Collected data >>

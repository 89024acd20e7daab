//! Live input path - the guitar amp chain
//!
//! The capture stream's callback pushes raw mono samples into an rtrb ring;
//! this module drains the ring on the audio thread, runs the amp chain
//! (upmix, pre-gain, 8-band EQ, reverb, output volume), and hands the result
//! to the engine mix. The instantaneous input level is published through an
//! atomic for the control thread's meter.
//!
//! Attaching and detaching the ring happens via engine commands, so stream
//! lifecycle changes are atomic with respect to audio buffers.

use std::sync::atomic::{AtomicBool, AtomicU32, Ordering};
use std::sync::Arc;

use crate::effect::native::{EqEffect, GainStage, OutputStage, ReverbEffect, UpmixStage};
use crate::effect::EffectChain;
use crate::eq::BAND_COUNT;
use crate::types::{StereoBuffer, StereoSample};

/// Lock-free live-input state for control-thread reads.
pub struct InputAtomics {
    /// Instantaneous RMS of the raw captured signal, stored as f32 bits.
    level: AtomicU32,
    /// Whether a capture ring is attached.
    active: AtomicBool,
}

impl InputAtomics {
    pub fn new() -> Self {
        Self {
            level: AtomicU32::new(0.0f32.to_bits()),
            active: AtomicBool::new(false),
        }
    }

    /// Latest raw-signal RMS (lock-free).
    #[inline]
    pub fn level(&self) -> f32 {
        f32::from_bits(self.level.load(Ordering::Relaxed))
    }

    #[inline]
    pub fn is_active(&self) -> bool {
        self.active.load(Ordering::Relaxed)
    }
}

impl Default for InputAtomics {
    fn default() -> Self {
        Self::new()
    }
}

/// Chain stage indices, fixed at construction.
struct StageIndex {
    upmix: usize,
    gain: usize,
    eq: usize,
    reverb: usize,
    output: usize,
}

/// The live-input render path.
pub struct LiveInput {
    ring: Option<rtrb::Consumer<f32>>,
    chain: EffectChain,
    stages: StageIndex,
    atomics: Arc<InputAtomics>,
}

impl LiveInput {
    pub fn new() -> Self {
        let mut chain = EffectChain::new();
        let stages = StageIndex {
            upmix: chain.push(Box::new(UpmixStage::new())),
            gain: chain.push(Box::new(GainStage::new())),
            eq: chain.push(Box::new(EqEffect::new())),
            reverb: chain.push(Box::new(ReverbEffect::new())),
            output: chain.push(Box::new(OutputStage::new())),
        };
        Self {
            ring: None,
            chain,
            stages,
            atomics: Arc::new(InputAtomics::new()),
        }
    }

    /// Lock-free state handle for the control thread.
    pub fn atomics(&self) -> Arc<InputAtomics> {
        Arc::clone(&self.atomics)
    }

    pub fn is_active(&self) -> bool {
        self.ring.is_some()
    }

    /// Attach a freshly opened capture ring.
    pub fn attach(&mut self, ring: rtrb::Consumer<f32>, mono_source: bool) {
        self.ring = Some(ring);
        if let Some(stage) = self.chain.stage_mut(self.stages.upmix) {
            // Routing flag, not a parameter: reach through the trait object
            stage.set_bypass(!mono_source);
        }
        self.chain.reset();
        self.atomics.active.store(true, Ordering::Relaxed);
    }

    /// Detach the capture ring and silence the meter.
    pub fn detach(&mut self) {
        self.ring = None;
        self.chain.reset();
        self.atomics.level.store(0.0f32.to_bits(), Ordering::Relaxed);
        self.atomics.active.store(false, Ordering::Relaxed);
    }

    pub fn set_gain_db(&mut self, db: f32) {
        self.chain.set_param_actual(self.stages.gain, 0, db);
    }

    pub fn set_volume(&mut self, volume: f32) {
        self.chain.set_param_actual(self.stages.output, 0, volume);
    }

    pub fn set_reverb_amount(&mut self, amount: f32) {
        self.chain.set_param_actual(self.stages.reverb, 0, amount);
    }

    pub fn set_eq_band(&mut self, band: usize, gain_db: f32) {
        if band < BAND_COUNT {
            self.chain.set_param_actual(self.stages.eq, band, gain_db);
        }
    }

    /// Render one buffer of processed input into `output`.
    ///
    /// With no ring attached this is silence. Ring underruns pad with silence
    /// rather than blocking.
    pub fn render(&mut self, output: &mut StereoBuffer) {
        let Some(ring) = &mut self.ring else {
            output.fill_silence();
            return;
        };

        let frames = output.len();
        let out = output.as_mut_slice();
        let mut sum_squares = 0.0f32;
        for frame in out.iter_mut().take(frames) {
            let sample = ring.pop().unwrap_or(0.0);
            sum_squares += sample * sample;
            *frame = StereoSample::new(sample, 0.0);
        }

        let rms = (sum_squares / frames.max(1) as f32).sqrt();
        self.atomics.level.store(rms.to_bits(), Ordering::Relaxed);

        self.chain.process(output);
    }
}

impl Default for LiveInput {
    fn default() -> Self {
        Self::new()
    }
}

#[cfg(test)]
mod tests {
    use super::*;

    fn attach_ring(input: &mut LiveInput, samples: &[f32]) {
        let (mut tx, rx) = rtrb::RingBuffer::new(samples.len().max(1));
        for &s in samples {
            tx.push(s).unwrap();
        }
        input.attach(rx, true);
        // Buffered samples stay poppable after the producer drops
        drop(tx);
    }

    #[test]
    fn detached_input_is_silent() {
        let mut input = LiveInput::new();
        let mut out = StereoBuffer::silence(128);
        input.render(&mut out);
        assert!(out.iter().all(|s| s.left == 0.0 && s.right == 0.0));
        assert_eq!(input.atomics().level(), 0.0);
    }

    #[test]
    fn mono_capture_reaches_both_channels() {
        let mut input = LiveInput::new();
        input.set_gain_db(0.0);
        attach_ring(&mut input, &vec![0.25f32; 256]);

        let mut out = StereoBuffer::silence(256);
        input.render(&mut out);

        // Upmix duplicates left into right ahead of the gain stage
        assert!(out[10].left > 0.0);
        assert!((out[10].left - out[10].right).abs() < 1e-6);
    }

    #[test]
    fn level_meter_tracks_raw_signal() {
        let mut input = LiveInput::new();
        attach_ring(&mut input, &vec![0.5f32; 512]);

        let mut out = StereoBuffer::silence(512);
        input.render(&mut out);
        assert!((input.atomics().level() - 0.5).abs() < 0.01);
    }

    #[test]
    fn underrun_pads_with_silence() {
        let mut input = LiveInput::new();
        attach_ring(&mut input, &[0.5f32; 4]);

        let mut out = StereoBuffer::silence(64);
        input.render(&mut out);
        // Only the first 4 frames carry signal; no panic, no blocking
        assert!(out.iter().skip(8).all(|s| s.left.abs() < 0.5));
    }

    #[test]
    fn detach_zeroes_the_meter() {
        let mut input = LiveInput::new();
        attach_ring(&mut input, &vec![0.5f32; 128]);
        let mut out = StereoBuffer::silence(128);
        input.render(&mut out);
        assert!(input.atomics().level() > 0.0);

        input.detach();
        assert_eq!(input.atomics().level(), 0.0);
        assert!(!input.atomics().is_active());
    }
}
//! Repeating control-thread timer
//!
//! The loop watchdog and the level meter both run off fixed-interval ticks.
//! The timer is just a thread and a stop flag; the tick logic itself lives in
//! plain methods on the controller so tests can drive it directly without
//! sleeping.

use std::sync::atomic::{AtomicBool, Ordering};
use std::sync::Arc;
use std::thread::JoinHandle;
use std::time::Duration;

/// A repeating timer that calls a closure until dropped.
pub struct PollTimer {
    stop: Arc<AtomicBool>,
    join: Option<JoinHandle<()>>,
}

impl PollTimer {
    /// Spawn a thread calling `tick` every `interval`.
    pub fn spawn(name: &str, interval: Duration, mut tick: impl FnMut() + Send + 'static) -> Self {
        let stop = Arc::new(AtomicBool::new(false));
        let stop_flag = Arc::clone(&stop);

        let join = std::thread::Builder::new()
            .name(name.to_string())
            .spawn(move || {
                while !stop_flag.load(Ordering::Relaxed) {
                    std::thread::sleep(interval);
                    if stop_flag.load(Ordering::Relaxed) {
                        break;
                    }
                    tick();
                }
            })
            .expect("spawn timer thread");

        Self {
            stop,
            join: Some(join),
        }
    }
}

impl Drop for PollTimer {
    fn drop(&mut self) {
        self.stop.store(true, Ordering::Relaxed);
        if let Some(join) = self.join.take() {
            let _ = join.join();
        }
    }
}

Action item >> Reproduce exactly the lines that run from the start of the records to the line with "to audio buffers.", both included.

Response below >>
repository 89024acd20e7daab
//! Live input path - the guitar amp chain
//!
//! The capture stream's callback pushes raw mono samples into an rtrb ring;
//! this module drains the ring on the audio thread, runs the amp chain
//! (upmix, pre-gain, 8-band EQ, reverb, output volume), and hands the result
//! to the engine mix. The instantaneous input level is published through an
//! atomic for the control thread's meter.
//!
//! Attaching and detaching the ring happens via engine commands, so stream
//! lifecycle changes are atomic with respect to audio buffers.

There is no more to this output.